You can't know the future, but you can prepare for it. That is a common refrain.  I agree with it.  Prepare your kit.  Just make sure it includes the most valuable ideas.  I hope you don't forget that survival for human beings has always required social skills.

Will the failure of the financial system mean disaster or a reallocation of opportunity?
You nailed in in one simple sentence. Think of it this way the dinosaurs lasted for millions of years but there not here now. A event caused a reallocation opportunity. Bad for the dinosaur good for us. My opinion is peak oil and the accompanying financial collapse will be met with re-localization of the economy along of course with a far more efficient use of the remaining energy resources.

I'm not really a doomer honest I'm just pointing out that if the American populace allow the neocons and wealthy to control this reallocation opportunity they won't get the best deal possible.

I wouldn't worry too much about this. People will only take so much. Then they storm the Bastille.
Starvid, Stuart did a wonderful piece on the preliminaries (from a production and societal perspective) a while back, but I can't find it.
The preliminaries? Like in the US election system, or do you mean something else?

I think common sense is enough to understand that in a economy where the fundamental driver i.e oil supply decreases every year that life will be tough and get tougher.

You don't need a degree in economics to understand a failing economy. In fact there have been to date only two places in the world that have ever had a stable economy for any length of time. That's the Nile river valley and the Yellow and Yangtze river valleys in China.

A recent addition to this list but a member non the less is the Ohio/Mississippi Valley drainage it will probably support a decent population for thousands of years.

The Mekong and Indus could also be argued as members.
And yes there are far more rivers in the world that
can and probably have supported civilizations generally
I'd argue they haven't been met the stability critera
for one reason or another the Amazon for example is not
stable. For Europe the Po river valley is a contender.

In any case anyone with any grasp if history can easily say there are only a few places that can ever be sustainably support civilization and its the worlds major river systems.
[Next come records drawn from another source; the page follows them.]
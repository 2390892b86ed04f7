//! Text normalization and chunking for retrieval pipelines.
//!
//! This module turns raw extracted document text (typically the output of a
//! PDF text extractor) into bounded, overlapping chunks suitable for
//! embedding models. It has two stages:
//!
//! - [`clean_text`]: normalizes raw page text: collapses runs of blank
//!   lines, blanks out page-number-only lines, and trims the result.
//! - [`TextChunker`]: packs blank-line-delimited paragraphs into chunks of
//!   at most `max_chars` characters, duplicating the tail of each chunk's
//!   accumulation buffer into the next chunk so that context spanning a
//!   chunk boundary is still retrievable.
//!
//! Both stages are pure string transforms with no error paths: identical
//! input and parameters always produce an identical chunk sequence.
//!
//! # Usage
//!
//! ```
//! use lectern_context::text::{TextChunker, clean_text};
//!
//! let raw = "Introduction\n\n\n\n1\n\nThe first paragraph of the document.";
//! let cleaned = clean_text(raw);
//!
//! let chunker = TextChunker::default();
//! let chunks = chunker.chunk(&cleaned);
//! assert!(!chunks.is_empty());
//! ```
use regex::Regex;
use std::sync::OnceLock;

/// Default maximum chunk length, in characters.
pub const DEFAULT_MAX_CHARS: usize = 800;

/// Default number of trailing characters carried over into the next chunk.
pub const DEFAULT_OVERLAP: usize = 150;

fn blank_line_runs() -> &'static Regex {
    static RE: OnceLock<Regex> = OnceLock::new();
    RE.get_or_init(|| Regex::new(r"\n{3,}").unwrap())
}

fn page_number_line() -> &'static Regex {
    static RE: OnceLock<Regex> = OnceLock::new();
    RE.get_or_init(|| Regex::new(r"^\s*\d+\s*$").unwrap())
}

fn paragraph_break() -> &'static Regex {
    static RE: OnceLock<Regex> = OnceLock::new();
    RE.get_or_init(|| Regex::new(r"\n{2,}").unwrap())
}

/// Normalize raw extracted page text.
///
/// Collapses runs of three or more newlines down to exactly two (the
/// paragraph separator), blanks out lines consisting solely of whitespace
/// and digits (page numbers), and trims the whole result. Page-number
/// removal is applied line by line, independent of the blank-line collapse.
pub fn clean_text(raw: &str) -> String {
    let collapsed = blank_line_runs().replace_all(raw, "\n\n");
    let without_page_numbers: Vec<&str> = collapsed
        .lines()
        .map(|line| {
            if page_number_line().is_match(line) {
                ""
            } else {
                line
            }
        })
        .collect();
    without_page_numbers.join("\n").trim().to_string()
}

/// Split text into trimmed, non-empty paragraphs on blank-line boundaries
/// (two or more consecutive newlines).
pub fn split_paragraphs(text: &str) -> Vec<&str> {
    paragraph_break()
        .split(text)
        .map(str::trim)
        .filter(|p| !p.is_empty())
        .collect()
}

/// Splits document text into bounded, overlapping chunks.
///
/// Paragraphs are accumulated into a buffer until adding the next one would
/// push the buffer past `max_chars` characters; the buffer is then flushed
/// as a chunk and the next buffer is seeded with the last `overlap`
/// characters of the previous (untrimmed) buffer. A single paragraph longer
/// than `max_chars` is emitted whole rather than split internally, so chunk
/// length is not a strict bound in that case.
#[derive(Debug, Clone)]
pub struct TextChunker {
    max_chars: usize,
    overlap: usize,
}

impl Default for TextChunker {
    fn default() -> Self {
        Self {
            max_chars: DEFAULT_MAX_CHARS,
            overlap: DEFAULT_OVERLAP,
        }
    }
}

impl TextChunker {
    /// Create a chunker with explicit bounds.
    ///
    /// `max_chars` is the character budget per chunk; `overlap` is how many
    /// trailing characters of each accumulation buffer are duplicated into
    /// the next chunk. An `overlap` of zero disables carry-over entirely.
    pub fn new(max_chars: usize, overlap: usize) -> Self {
        Self { max_chars, overlap }
    }

    /// Maximum chunk length in characters.
    pub fn max_chars(&self) -> usize {
        self.max_chars
    }

    /// Overlap carried between consecutive chunks, in characters.
    pub fn overlap(&self) -> usize {
        self.overlap
    }

    /// Split `text` into an ordered sequence of chunks.
    ///
    /// The position of a chunk in the returned vector is its identity: the
    /// index builder relies on this ordering staying stable between runs.
    /// Empty input produces an empty sequence.
    pub fn chunk(&self, text: &str) -> Vec<String> {
        let mut chunks = Vec::new();
        let mut buf = String::new();
        let mut buf_chars = 0usize;

        for paragraph in split_paragraphs(text) {
            let paragraph_chars = paragraph.chars().count();
            if buf_chars + paragraph_chars <= self.max_chars {
                buf.push_str(paragraph);
                buf.push_str("\n\n");
                buf_chars += paragraph_chars + 2;
            } else {
                let flushed = buf.trim();
                if !flushed.is_empty() {
                    chunks.push(flushed.to_string());
                }
                // The overlap seed is sliced from the untrimmed buffer, so
                // it may begin with part of the trailing separator.
                let mut next = tail_chars(&buf, self.overlap).to_string();
                next.push_str(paragraph);
                next.push_str("\n\n");
                buf_chars = next.chars().count();
                buf = next;
            }
        }

        let trailing = buf.trim();
        if !trailing.is_empty() {
            chunks.push(trailing.to_string());
        }

        chunks
    }
}

/// The last `n` characters of `s`, sliced on a char boundary. Returns the
/// whole string when it has `n` characters or fewer, and the empty string
/// when `n` is zero.
fn tail_chars(s: &str, n: usize) -> &str {
    if n == 0 {
        return "";
    }
    match s.char_indices().rev().nth(n - 1) {
        Some((idx, _)) => &s[idx..],
        None => s,
    }
}
use clap::{Parser, Subcommand};
use lectern_context::text::{DEFAULT_MAX_CHARS, DEFAULT_OVERLAP, TextChunker, clean_text};
use lectern_embed::{EmbedConfig, FastEmbedProvider};
use lectern_retriever::{
    builder::IndexBuilder,
    extract::{PdfTextExtractor, TextExtractor},
    prompt::{DEFAULT_GROUNDING_TOP_K, build_prompt},
    retriever::{DEFAULT_TOP_K, Retriever},
    storage::{ChunkStore, SqliteStore},
};
use std::path::PathBuf;
use std::process;
use std::sync::Arc;

/// A CLI tool to index PDF documents and retrieve grounding chunks for them.
#[derive(Parser, Debug)]
#[command(author, version, about, long_about = None)]
struct Args {
    /// Path to the index database file
    #[arg(short, long, default_value = "lectern.db")]
    db: PathBuf,

    #[command(subcommand)]
    command: Commands,
}

#[derive(Subcommand, Debug)]
enum Commands {
    /// Extract, chunk, embed, and index a PDF document
    Index {
        /// Path to the PDF document
        pdf: PathBuf,
        /// Maximum chunk length in characters
        #[arg(long, default_value_t = DEFAULT_MAX_CHARS)]
        max_chars: usize,
        /// Trailing characters carried over into the next chunk
        #[arg(long, default_value_t = DEFAULT_OVERLAP)]
        overlap: usize,
    },
    /// Search the index for chunks similar to a query
    Search {
        /// Free-text query
        query: String,
        /// Maximum number of results
        #[arg(short, long, default_value_t = DEFAULT_TOP_K)]
        top_k: usize,
        /// Output format
        #[arg(short, long, default_value = "summary")]
        format: OutputFormat,
    },
    /// Retrieve grounding chunks and print the assembled LLM prompt
    Ask {
        /// Free-text question
        query: String,
        /// Number of grounding chunks to retrieve
        #[arg(short, long, default_value_t = DEFAULT_GROUNDING_TOP_K)]
        top_k: usize,
    },
    /// Show index statistics
    Stats,
}

#[derive(Debug, Clone, PartialEq)]
enum OutputFormat {
    Summary,
    Full,
    Json,
}

impl std::str::FromStr for OutputFormat {
    type Err = String;

    fn from_str(s: &str) -> Result<Self, Self::Err> {
        match s.to_lowercase().as_str() {
            "summary" => Ok(OutputFormat::Summary),
            "full" => Ok(OutputFormat::Full),
            "json" => Ok(OutputFormat::Json),
            _ => Err(format!("Invalid format: {s}")),
        }
    }
}

#[tokio::main]
async fn main() {
    tracing_subscriber::fmt::init();

    if let Err(e) = run().await {
        eprintln!("Error: {e:#}");
        process::exit(1);
    }
}

async fn run() -> anyhow::Result<()> {
    let args = Args::parse();

    match args.command {
        Commands::Index {
            pdf,
            max_chars,
            overlap,
        } => {
            let raw = PdfTextExtractor.extract_text(&pdf)?;
            let document = clean_text(&raw);
            let chunks = TextChunker::new(max_chars, overlap).chunk(&document);

            let provider = FastEmbedProvider::create(EmbedConfig::default()).await?;
            let store = SqliteStore::open(&args.db).await?;

            let count = IndexBuilder::new(&store, &provider).build(&chunks).await?;
            println!(
                "Indexed {} chunks from {} into {}",
                count,
                pdf.display(),
                args.db.display()
            );
            Ok(())
        }
        Commands::Search {
            query,
            top_k,
            format,
        } => {
            let store = SqliteStore::open(&args.db).await?;
            let provider = Arc::new(FastEmbedProvider::create(EmbedConfig::default()).await?);
            let retriever = Retriever::open(store, provider).await?;

            let results = retriever.search(&query, top_k).await?;

            match format {
                OutputFormat::Json => {
                    println!("{}", serde_json::to_string_pretty(&results)?);
                }
                OutputFormat::Summary => {
                    println!("Found {} similar chunks:", results.len());
                    for result in results {
                        let preview = result.text.chars().take(100).collect::<String>();
                        println!(
                            "  Score: {:.3} | {}",
                            result.score,
                            preview.replace('\n', " ")
                        );
                    }
                }
                OutputFormat::Full => {
                    for result in results {
                        println!("Score: {:.3}", result.score);
                        println!("{}", result.text);
                        println!("---");
                    }
                }
            }
            Ok(())
        }
        Commands::Ask { query, top_k } => {
            let store = SqliteStore::open(&args.db).await?;
            let provider = Arc::new(FastEmbedProvider::create(EmbedConfig::default()).await?);
            let retriever = Retriever::open(store, provider).await?;

            let results = retriever.search(&query, top_k).await?;
            let prompt = build_prompt(&query, &results);

            // Forwarding to a language model is out of scope; the prompt is
            // the deliverable.
            println!("=== RAG prompt ===");
            println!("{prompt}");
            Ok(())
        }
        Commands::Stats => {
            let store = SqliteStore::open(&args.db).await?;
            let chunk_count = store.chunk_count().await?;

            println!("Index statistics:");
            println!("  Database: {}", args.db.display());
            println!("  Stored chunks: {chunk_count}");

            match store.get_metadata().await? {
                Some(metadata) => {
                    println!("  Model: {}", metadata.model_id());
                    println!("  Dimension: {}", metadata.dimension);
                    println!(
                        "  Normalized: {}",
                        if metadata.normalized { "Yes" } else { "No" }
                    );
                    println!("  Recorded chunks: {}", metadata.chunk_count);
                    println!("  Built at (unix): {}", metadata.created_at);
                    if metadata.chunk_count != chunk_count {
                        println!("  WARNING: recorded count disagrees with stored rows");
                    }
                }
                None => println!("  No index metadata (index not built yet)"),
            }
            Ok(())
        }
    }
}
That's it. No where else in the world have we ever created a large sustainable civilization in all cases we have lived on depletion of resources and discovery of new resources.

Europe has been at it for thousands of years and in general the reason European history dominates and from them American is because they created military driven growth based economies.

I don't think it takes a degree in economics to answer your question.

What's the only stable civilization supporting economy.
Agriculture in a major river valley.
Where are the only places that civilization has endured for the last 5,000 years.
The major river valleys of the world.

All other economies and civilizations have simply exploited resources till they became un-economic and eventually failed. At best large natural seaports have also been succesful but generally the most important are along major rivers.

I'd love to hear the input of a economist but you don't need it we all know the only place you can have a stable civilization we learned this in grade school. 10,000 years from now as long as these rivers flow there will be civilizations in these valleys. This is the real economy everything else is just partying till some resource is exhausted.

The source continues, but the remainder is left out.